An assessment for another portion of the laboratory grounds acknowledged that if Boeing were to apply the strict standard there, it would have to admit the pollution was severe enough that for every 10 hypothetical people living there, nine would get cancer.
The revelations infuriated elected officials, who pointed out that real people live very close to these sites. The DTSC ordered Boeing to change its assessments to include gardens. But Boeing didn't change its screening methods.
In response to repeated inquiries, department public affairs officials offered no explanation as to why the DTSC allowed Boeing to continue to employ a screening method the department had expressly forbidden.
However, in a March 24 email, Boeing spokeswoman Megan Hilfer defended the company's ongoing use of the less rigorous standard.

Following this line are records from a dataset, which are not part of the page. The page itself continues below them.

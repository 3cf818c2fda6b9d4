//! Domain event ingestion for Eventgate.
//!
//! The backing application publishes domain events (a post was created, a
//! user is typing) on a pub/sub channel. This crate decodes them,
//! translates them into both client protocol versions, and publishes the
//! result through a [`Hub`](eventgate_session::Hub).

pub mod entities;
mod error;
pub mod events;
mod ingestor;
pub mod source;
pub mod translate;

pub use entities::{Attachment, DELETED_USER_ID, Emote, Post, ReactionIndex, User};
pub use error::IngestError;
pub use events::{DomainEvent, Opcode};
pub use ingestor::Ingestor;
pub use source::{ChannelSource, DEFAULT_CHANNEL, EventSource, RedisSource};
pub use translate::{Translation, translate};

"When considering a risk-based approach, future land use is a critical consideration to ensure the property is adequately cleaned for that end use, while also protecting against adverse cleanup impacts to natural and cultural resources," the email states.
"This is why including a garden exposure pathway in that assessment for Santa Susana, as some have suggested, makes no sense: the property will be legally-restricted open space where no produce of any kind will ever be grown for consumption on-site."
Such arguments anger John Detwiler, who lives just downhill from the laboratory.
"Don't tell me no pollution comes down every time it rains, every time the ground shakes, when the wind blows, we're all victims," he said. "Including me. Including my wife. Including her daughter. We're all victims."